For the first definition, take a plane through $(x,y,z)$ parallel to the $x,y$ plane. Let the loop consist of the four directed segments $(x+h,y-h)$ to $(x+h,y+h),$ $(x+h,y+h)$ to $(x-h,y+h),$ $(x-h,y+h)$ to $(x-h,y-h),$ and $(x-h,y-h)$ to $(x+h,y-h).$

Assuming that $\vec F$ is differentiable at $(x,y,z),$ the function $F_x$ is approximated by $$ F_x(x+\Delta x, y+\Delta y, z) = F_x(x,y,z) + (\Delta x)\frac{\partial F_x}{\partial x} + (\Delta y)\frac{\partial F_x}{\partial y} \tag1$$ and the function $F_y$ is approximated by $$ F_y(x+\Delta x, y+\Delta y, z) = F_y(x,y,z) + (\Delta x)\frac{\partial F_y}{\partial x} + (\Delta y)\frac{\partial F_y}{\partial y} \tag2$$ in a neighborhood of $(x,y,z).$ By making $h$ as small as needed we can make that approximation as good as we want in a neighborhood that includes the loop.

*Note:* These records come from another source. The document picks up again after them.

pub mod solve;
pub mod validate;
use crate::geometry::City;
use crate::population::Population;
use crate::stream::RngStream;
use crate::tour::Tour;
use fastrand::Rng;
use std::collections::HashSet;
use tracing::warn;

/// Ordered crossover (OX) with the cut points drawn from `rng`.
pub fn ordered_crossover(p1: &Tour, p2: &Tour, rng: &mut Rng) -> Tour {
    let n = p1.len();
    if n < 2 {
        return p1.clone();
    }
    let (cp1, cp2) = loop {
        let a = rng.usize(0..n);
        let b = rng.usize(0..n);
        if a < b {
            break (a, b);
        }
    };
    ordered_crossover_at(p1, p2, cp1, cp2)
}

/// Ordered crossover (OX) with fixed cut points, `cp1 < cp2 <= n`.
///
/// The child keeps `p1[cp1..cp2]` in place. Positions `cp2..n` and then
/// `0..cp1` are filled with the cities of `p2` not yet placed, read from
/// index `cp2` onward and wrapping at `n`.
pub fn ordered_crossover_at(p1: &Tour, p2: &Tour, cp1: usize, cp2: usize) -> Tour {
    let n = p1.len();
    let parent1 = p1.cities();
    let parent2 = p2.cities();

    let mut child: Vec<Option<City>> = vec![None; n];
    let mut placed: HashSet<City> = HashSet::with_capacity(n);

    for pos in cp1..cp2 {
        child[pos] = Some(parent1[pos]);
        placed.insert(parent1[pos]);
    }

    let mut cursor = cp2;
    for pos in (cp2..n).chain(0..cp1) {
        for _ in 0..n {
            let city = parent2[cursor % n];
            cursor += 1;
            if placed.insert(city) {
                child[pos] = Some(city);
                break;
            }
        }
    }

    // Parents are permutations of the same set, so every slot is filled.
    Tour::from_cities(child.into_iter().flatten().collect())
}

/// Pairs breeding-pool entries and produces one OX child per pair.
///
/// Runs `pool.len() / 2` pairings. A draw is rejected when both entries
/// hold the same tour or the index pair was already used this generation;
/// after `retry_limit` rejections the last draw is accepted anyway.
pub fn breed(
    population: &Population,
    pool: &[usize],
    stream: &mut RngStream,
    retry_limit: usize,
) -> Vec<Tour> {
    let pairs = pool.len() / 2;
    let mut children = Vec::with_capacity(pairs);
    let mut used: HashSet<(usize, usize)> = HashSet::with_capacity(pairs);
    let mut fallbacks = 0;
    let mut rng = stream.draw();

    for _ in 0..pairs {
        let mut rejected = 0;
        let (r1, r2) = loop {
            let r1 = rng.usize(0..pool.len());
            let r2 = rng.usize(0..pool.len());
            let (a, b) = (&population.tours()[pool[r1]], &population.tours()[pool[r2]]);
            if !a.same_order(b) && !used.contains(&(r1, r2)) {
                break (r1, r2);
            }
            rejected += 1;
            if rejected >= retry_limit {
                fallbacks += 1;
                break (r1, r2);
            }
        };
        used.insert((r1, r2));

        let p1 = &population.tours()[pool[r1]];
        let p2 = &population.tours()[pool[r2]];
        children.push(ordered_crossover(p1, p2, &mut stream.draw()));
    }

    if fallbacks > 0 {
        warn!(
            fallbacks,
            pairs, "crossover pairing exhausted its retries, accepted duplicate pairs"
        );
    }
    children
}
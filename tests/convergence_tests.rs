mod common;

use common::unit_square;
use rstest::rstest;
use tourforge::config::RunParams;
use tourforge::optimizer::{GenerationSettings, Island, Optimizer, SilentProgress};
use tourforge::stream::RngStream;

fn square_params(seed: i32) -> RunParams {
    RunParams {
        population_size: 8,
        generations: 50,
        seed,
        ..Default::default()
    }
    .into_sequential()
}

fn is_perimeter_cycle(order: &[tourforge::geometry::City]) -> bool {
    (0..order.len()).all(|i| order[i].distance(&order[(i + 1) % order.len()]) == 1.0)
}

#[rstest]
#[case(0)]
#[case(1)]
#[case(-77)]
#[case(2024)]
fn test_unit_square_converges_on_one_island(#[case] seed: i32) {
    let params = square_params(seed);
    let mut island = Island::new(
        &unit_square(),
        GenerationSettings::from(&params),
        RngStream::new(seed, 0, 1),
        0,
        0,
    );
    island.evolve(params.generations);

    let best = island.best().expect("island is never empty");
    assert_eq!(best.length(), 4.0);
    assert!(is_perimeter_cycle(best.cities()));
    assert_eq!(island.population.len(), 8);
}

#[test]
fn test_unit_square_through_the_optimizer() {
    let optimizer = Optimizer::new(unit_square(), square_params(3)).unwrap();
    let report = optimizer.run(&SilentProgress).unwrap();

    assert_eq!(report.best.length, 4.0);
    assert!(is_perimeter_cycle(&report.best.tour));
    assert_eq!(report.submissions.len(), 1);

    let mut order = report.best_order.clone();
    order.sort();
    assert_eq!(order, vec![0, 1, 2, 3]);
    assert!(report.cycle_string().ends_with(&format!("-> {}", report.best_order[0])));
}

#[test]
fn test_best_never_regresses_across_generations() {
    let cities = common::scatter(12, 9);
    let params = RunParams {
        population_size: 20,
        ..Default::default()
    };
    let mut island = Island::new(
        &cities,
        GenerationSettings::from(&params),
        RngStream::new(5, 0, 1),
        0,
        0,
    );

    let mut last = island.best().map(|t| t.length()).unwrap_or(f64::INFINITY);
    for _ in 0..30 {
        island.step();
        let now = island.best().map(|t| t.length()).unwrap_or(f64::INFINITY);
        assert!(now <= last, "best went from {} to {}", last, now);
        last = now;
    }
}
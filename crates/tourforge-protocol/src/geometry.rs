use serde::{Deserialize, Serialize};
use std::fmt;

/// A point of the city set.
///
/// Two cities are the same city iff their coordinate pairs match.
#[derive(Debug, Clone, Copy, PartialEq, Eq, Hash, PartialOrd, Ord, Serialize, Deserialize)]
pub struct City {
    pub x: i32,
    pub y: i32,
}

impl City {
    pub const fn new(x: i32, y: i32) -> Self {
        Self { x, y }
    }

    /// Euclidean distance. Differences are taken in `i64` so extreme
    /// coordinates cannot overflow.
    #[inline(always)]
    pub fn distance(&self, other: &City) -> f64 {
        let dx = (self.x as i64 - other.x as i64) as f64;
        let dy = (self.y as i64 - other.y as i64) as f64;
        (dx * dx + dy * dy).sqrt()
    }
}

impl fmt::Display for City {
    fn fmt(&self, f: &mut fmt::Formatter<'_>) -> fmt::Result {
        write!(f, "{} {}", self.x, self.y)
    }
}

impl From<(i32, i32)> for City {
    fn from((x, y): (i32, i32)) -> Self {
        Self::new(x, y)
    }
}
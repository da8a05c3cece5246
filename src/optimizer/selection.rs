use crate::population::Population;

/// Sets each tour's probability and sampling count from the fitness total.
///
/// `count = floor(p * P) + 1`, so every tour keeps at least one slot in the
/// breeding pool. A zero total means no tour is favoured.
pub fn assign_sampling_counts(population: &mut Population, total_fitness: f64) {
    let size = population.len() as f64;
    for tour in population.iter_mut() {
        tour.probability = if total_fitness > 0.0 {
            tour.fitness / total_fitness
        } else {
            0.0
        };
        tour.sampling_count = (tour.probability * size).floor() as usize + 1;
    }
}

/// Breeding pool as population indices, each repeated by its sampling count.
pub fn breeding_pool(population: &Population) -> Vec<usize> {
    population
        .iter()
        .enumerate()
        .flat_map(|(i, t)| std::iter::repeat(i).take(t.sampling_count))
        .collect()
}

On the segment from $(x+h,y-h,z)$ to $(x+h,y+h,z),$ $\vec{ds}=\hat\jmath,$ so the $x$ and $z$ components of $\vec F\cdot\vec{ds}$ are zero and $\vec F\cdot\vec{ds} = F_y.$ On that segment the value of $\Delta x$ in Equation $(2)$ is $h,$ so the value of $(\Delta x)\frac{\partial F_y}{\partial x}$ on the segment is uniformly $h\frac{\partial F_y}{\partial x}.$ Meanwhile, the value of $\Delta y$ ranges from $-h$ to $h$ with mean value $0.$ Hence the mean value of $(\Delta y)\frac{\partial F_y}{\partial y}$ also is zero. That is, its contribution to the integral of $\vec{F} \cdot \vec{ds} = F_y$ along that segment is zero. So the mean value of $F_y$ along the segment is $F_y(x,y,z) + h\frac{\partial F_y}{\partial x},$ meaning we get the integral of $F_y$ on that segment by multiplying this quantity by the length of the segment, $2h.$

On the opposite segment (from $(x-h,y+h,z)$ to $(x-h,y-h,z)$), again the $x$ and $z$ components of $\vec F\cdot\vec{ds}$ are zero, but now $\vec F\cdot\vec{ds} = -F_y$ (since the direction of the segment is opposite from $\hat\jmath$) and the mean value of $F_y$ is $F_y(x,y,z) - h\frac{\partial F_y}{\partial x},$ so the integral is $-2h$ times this last quantity.

Similarly, along the other two segments, two of the components of $\vec F$ contribute nothing to the product $\vec F\cdot\vec{ds},$ but this time it is the $y$ and $z$ components that drop out and we need look only at $F_x.$ The mean values of $F_x$ along the segments $(x+h,y+h,z)$ to $(x-h,y+h,z)$ and $(x-h,y-h,z)$ to $(x+h,y-h,z)$ are $F_x(x,y,z) + h\frac{\partial F_x}{\partial y}$ and $F_x(x,y,z) - h\frac{\partial F_x}{\partial y}$, respectively, and the integrands are equal to $-F_x$ and $F_x$ respectively.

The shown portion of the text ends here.